WHAT YOU ARE ASKED TO DO » Set down, character for character, everything in the records below from the line holding "pub enum OrderAction" down to the line holding "filename crates/kwartvoorbier/src/window/countdown.rs", and no other line.

══ DATA EXTRACT ══

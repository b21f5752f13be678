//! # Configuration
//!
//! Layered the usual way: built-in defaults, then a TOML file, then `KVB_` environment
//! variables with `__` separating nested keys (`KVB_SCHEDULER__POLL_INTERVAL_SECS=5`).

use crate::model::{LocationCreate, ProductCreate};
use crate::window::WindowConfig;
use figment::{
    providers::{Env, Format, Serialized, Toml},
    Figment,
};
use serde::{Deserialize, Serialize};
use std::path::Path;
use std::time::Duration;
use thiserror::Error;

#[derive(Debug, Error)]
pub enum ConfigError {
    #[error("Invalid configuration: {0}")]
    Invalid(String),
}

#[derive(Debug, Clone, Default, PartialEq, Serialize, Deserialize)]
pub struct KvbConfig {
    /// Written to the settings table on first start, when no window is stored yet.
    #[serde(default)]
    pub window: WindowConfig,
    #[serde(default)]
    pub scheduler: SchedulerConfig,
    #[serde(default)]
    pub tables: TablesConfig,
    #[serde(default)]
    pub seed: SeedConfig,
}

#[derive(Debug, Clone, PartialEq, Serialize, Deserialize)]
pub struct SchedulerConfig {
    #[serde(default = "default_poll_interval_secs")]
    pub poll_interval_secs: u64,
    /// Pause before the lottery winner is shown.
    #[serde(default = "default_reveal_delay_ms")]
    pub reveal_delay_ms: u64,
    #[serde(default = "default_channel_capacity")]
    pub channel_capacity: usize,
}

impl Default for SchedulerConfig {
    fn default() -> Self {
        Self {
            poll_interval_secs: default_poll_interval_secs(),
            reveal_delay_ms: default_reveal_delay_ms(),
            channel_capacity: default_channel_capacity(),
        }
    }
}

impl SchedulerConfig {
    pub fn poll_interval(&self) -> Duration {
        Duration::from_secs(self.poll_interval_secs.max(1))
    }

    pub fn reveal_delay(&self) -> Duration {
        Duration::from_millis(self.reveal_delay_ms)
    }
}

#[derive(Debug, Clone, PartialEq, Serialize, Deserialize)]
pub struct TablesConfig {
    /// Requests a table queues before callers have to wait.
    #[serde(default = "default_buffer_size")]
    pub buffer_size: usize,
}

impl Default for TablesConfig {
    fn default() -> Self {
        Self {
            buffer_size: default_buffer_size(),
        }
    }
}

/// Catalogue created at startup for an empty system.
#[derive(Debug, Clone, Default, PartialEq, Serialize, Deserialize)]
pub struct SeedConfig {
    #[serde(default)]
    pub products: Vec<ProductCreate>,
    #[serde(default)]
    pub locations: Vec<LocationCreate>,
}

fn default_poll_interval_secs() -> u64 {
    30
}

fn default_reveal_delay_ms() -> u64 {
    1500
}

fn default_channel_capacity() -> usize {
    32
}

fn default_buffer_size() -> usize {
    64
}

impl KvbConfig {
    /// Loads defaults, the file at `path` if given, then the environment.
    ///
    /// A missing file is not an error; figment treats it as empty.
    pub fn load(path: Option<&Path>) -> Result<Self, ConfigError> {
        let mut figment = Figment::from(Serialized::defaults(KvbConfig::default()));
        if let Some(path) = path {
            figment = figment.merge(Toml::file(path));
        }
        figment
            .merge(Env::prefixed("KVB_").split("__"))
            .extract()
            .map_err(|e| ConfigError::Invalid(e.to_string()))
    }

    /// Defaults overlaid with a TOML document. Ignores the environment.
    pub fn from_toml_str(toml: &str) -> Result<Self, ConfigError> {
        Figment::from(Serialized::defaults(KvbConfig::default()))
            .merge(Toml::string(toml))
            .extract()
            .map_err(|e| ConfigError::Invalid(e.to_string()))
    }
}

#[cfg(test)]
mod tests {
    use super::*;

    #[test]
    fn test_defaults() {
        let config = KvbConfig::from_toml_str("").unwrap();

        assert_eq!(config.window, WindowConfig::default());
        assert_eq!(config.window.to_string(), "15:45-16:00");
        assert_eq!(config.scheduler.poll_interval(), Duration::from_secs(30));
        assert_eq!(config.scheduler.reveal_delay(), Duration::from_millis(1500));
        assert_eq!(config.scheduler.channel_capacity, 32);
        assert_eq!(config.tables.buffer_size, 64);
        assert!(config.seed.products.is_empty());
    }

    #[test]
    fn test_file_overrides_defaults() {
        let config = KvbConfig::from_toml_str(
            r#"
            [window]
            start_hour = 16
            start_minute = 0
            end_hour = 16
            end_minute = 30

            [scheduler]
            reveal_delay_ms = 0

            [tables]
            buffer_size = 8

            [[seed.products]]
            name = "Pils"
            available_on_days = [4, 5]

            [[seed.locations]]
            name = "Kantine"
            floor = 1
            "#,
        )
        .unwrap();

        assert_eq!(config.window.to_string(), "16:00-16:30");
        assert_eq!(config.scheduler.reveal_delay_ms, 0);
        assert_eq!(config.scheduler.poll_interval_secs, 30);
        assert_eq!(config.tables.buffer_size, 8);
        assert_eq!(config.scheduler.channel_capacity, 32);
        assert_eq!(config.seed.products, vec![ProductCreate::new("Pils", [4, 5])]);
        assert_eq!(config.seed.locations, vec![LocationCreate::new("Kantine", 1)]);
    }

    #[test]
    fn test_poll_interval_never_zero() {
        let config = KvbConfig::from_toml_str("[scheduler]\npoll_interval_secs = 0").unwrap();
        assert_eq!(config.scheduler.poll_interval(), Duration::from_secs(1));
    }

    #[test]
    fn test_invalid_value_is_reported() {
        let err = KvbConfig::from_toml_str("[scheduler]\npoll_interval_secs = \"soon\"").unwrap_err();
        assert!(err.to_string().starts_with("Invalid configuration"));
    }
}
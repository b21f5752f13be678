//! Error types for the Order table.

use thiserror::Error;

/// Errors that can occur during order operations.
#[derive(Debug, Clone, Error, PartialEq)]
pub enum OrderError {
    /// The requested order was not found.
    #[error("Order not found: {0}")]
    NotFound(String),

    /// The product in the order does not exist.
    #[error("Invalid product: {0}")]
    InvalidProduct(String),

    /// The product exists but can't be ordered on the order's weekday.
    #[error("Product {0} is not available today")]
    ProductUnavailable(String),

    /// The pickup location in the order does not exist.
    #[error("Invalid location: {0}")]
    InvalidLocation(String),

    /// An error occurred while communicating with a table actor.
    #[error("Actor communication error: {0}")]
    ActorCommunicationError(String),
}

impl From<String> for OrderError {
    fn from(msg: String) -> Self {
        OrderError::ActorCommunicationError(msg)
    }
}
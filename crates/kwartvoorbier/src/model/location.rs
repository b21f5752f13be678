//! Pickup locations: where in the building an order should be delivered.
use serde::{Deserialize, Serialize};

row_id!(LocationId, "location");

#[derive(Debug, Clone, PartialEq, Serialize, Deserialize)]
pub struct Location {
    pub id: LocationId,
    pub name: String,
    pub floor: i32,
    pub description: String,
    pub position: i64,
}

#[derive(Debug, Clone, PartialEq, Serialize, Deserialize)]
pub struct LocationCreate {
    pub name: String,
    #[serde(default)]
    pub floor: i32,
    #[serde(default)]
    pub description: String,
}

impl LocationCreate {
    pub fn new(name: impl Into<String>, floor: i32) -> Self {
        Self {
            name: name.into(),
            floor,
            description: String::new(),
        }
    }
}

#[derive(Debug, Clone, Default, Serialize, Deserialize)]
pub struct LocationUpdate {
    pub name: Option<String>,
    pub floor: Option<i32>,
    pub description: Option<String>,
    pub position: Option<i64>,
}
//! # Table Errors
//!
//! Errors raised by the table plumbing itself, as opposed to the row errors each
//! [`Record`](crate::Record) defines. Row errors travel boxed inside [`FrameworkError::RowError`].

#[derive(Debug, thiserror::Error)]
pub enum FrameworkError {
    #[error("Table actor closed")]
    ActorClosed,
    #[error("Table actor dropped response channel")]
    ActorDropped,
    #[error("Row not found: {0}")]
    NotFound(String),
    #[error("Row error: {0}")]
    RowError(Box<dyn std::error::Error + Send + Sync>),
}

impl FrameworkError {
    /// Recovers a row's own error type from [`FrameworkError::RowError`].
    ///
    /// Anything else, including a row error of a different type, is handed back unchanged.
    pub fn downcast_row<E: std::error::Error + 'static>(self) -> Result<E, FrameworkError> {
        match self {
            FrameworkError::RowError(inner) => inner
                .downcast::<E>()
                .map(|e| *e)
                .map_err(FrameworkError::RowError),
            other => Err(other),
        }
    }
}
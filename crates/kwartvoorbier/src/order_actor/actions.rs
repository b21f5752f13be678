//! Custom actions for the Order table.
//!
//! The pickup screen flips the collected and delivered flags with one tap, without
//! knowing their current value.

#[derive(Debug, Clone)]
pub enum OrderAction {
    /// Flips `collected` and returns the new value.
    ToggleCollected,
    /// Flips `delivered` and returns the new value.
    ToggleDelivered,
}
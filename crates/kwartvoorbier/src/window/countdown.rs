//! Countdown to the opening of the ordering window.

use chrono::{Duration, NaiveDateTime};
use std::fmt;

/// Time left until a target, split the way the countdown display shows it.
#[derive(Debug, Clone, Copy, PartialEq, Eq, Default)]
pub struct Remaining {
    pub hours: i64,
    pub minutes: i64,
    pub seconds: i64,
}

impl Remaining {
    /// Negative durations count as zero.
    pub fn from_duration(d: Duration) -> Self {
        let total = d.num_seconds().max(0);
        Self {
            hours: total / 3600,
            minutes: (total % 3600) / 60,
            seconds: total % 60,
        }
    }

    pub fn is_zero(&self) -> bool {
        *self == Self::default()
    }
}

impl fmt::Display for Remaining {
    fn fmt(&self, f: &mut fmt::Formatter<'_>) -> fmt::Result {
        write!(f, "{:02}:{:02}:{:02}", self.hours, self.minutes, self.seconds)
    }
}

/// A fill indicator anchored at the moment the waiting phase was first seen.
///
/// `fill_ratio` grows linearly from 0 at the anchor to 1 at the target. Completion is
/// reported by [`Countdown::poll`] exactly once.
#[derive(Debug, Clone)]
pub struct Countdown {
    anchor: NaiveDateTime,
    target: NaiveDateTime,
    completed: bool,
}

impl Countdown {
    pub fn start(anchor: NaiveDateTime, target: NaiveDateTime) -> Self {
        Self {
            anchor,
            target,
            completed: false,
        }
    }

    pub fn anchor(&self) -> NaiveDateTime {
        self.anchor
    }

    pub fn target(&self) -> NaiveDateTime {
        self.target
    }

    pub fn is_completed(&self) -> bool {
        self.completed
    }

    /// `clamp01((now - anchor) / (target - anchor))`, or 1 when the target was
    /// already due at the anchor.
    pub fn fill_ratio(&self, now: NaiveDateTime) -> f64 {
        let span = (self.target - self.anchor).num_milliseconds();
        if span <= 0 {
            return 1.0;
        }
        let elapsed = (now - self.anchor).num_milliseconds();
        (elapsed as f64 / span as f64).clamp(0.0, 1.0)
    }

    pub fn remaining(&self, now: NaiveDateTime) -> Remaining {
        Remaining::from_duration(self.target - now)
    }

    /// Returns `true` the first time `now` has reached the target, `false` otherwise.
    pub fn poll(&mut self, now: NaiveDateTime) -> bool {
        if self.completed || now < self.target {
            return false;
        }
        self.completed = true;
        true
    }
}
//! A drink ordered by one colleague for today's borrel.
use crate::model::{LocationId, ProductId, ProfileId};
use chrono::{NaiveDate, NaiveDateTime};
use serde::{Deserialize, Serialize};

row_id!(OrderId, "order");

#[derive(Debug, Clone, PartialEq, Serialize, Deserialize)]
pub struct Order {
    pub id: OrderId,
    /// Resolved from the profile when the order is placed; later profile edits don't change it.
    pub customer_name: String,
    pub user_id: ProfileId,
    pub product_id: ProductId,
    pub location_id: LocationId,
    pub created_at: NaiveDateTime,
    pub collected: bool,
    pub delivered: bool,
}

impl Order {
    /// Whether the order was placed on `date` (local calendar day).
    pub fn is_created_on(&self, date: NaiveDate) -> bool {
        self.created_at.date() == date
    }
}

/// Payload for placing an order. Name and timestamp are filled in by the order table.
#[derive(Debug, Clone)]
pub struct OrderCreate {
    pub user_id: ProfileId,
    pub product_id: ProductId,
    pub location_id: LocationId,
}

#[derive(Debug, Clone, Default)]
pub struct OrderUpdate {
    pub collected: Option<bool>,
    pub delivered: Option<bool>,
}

═══

THE COMPLETED TASK »
pub enum OrderAction {
    /// Flips `collected` and returns the new value.
    ToggleCollected,
    /// Flips `delivered` and returns the new value.
    ToggleDelivered,
}
filename crates/kwartvoorbier/src/window/countdown.rs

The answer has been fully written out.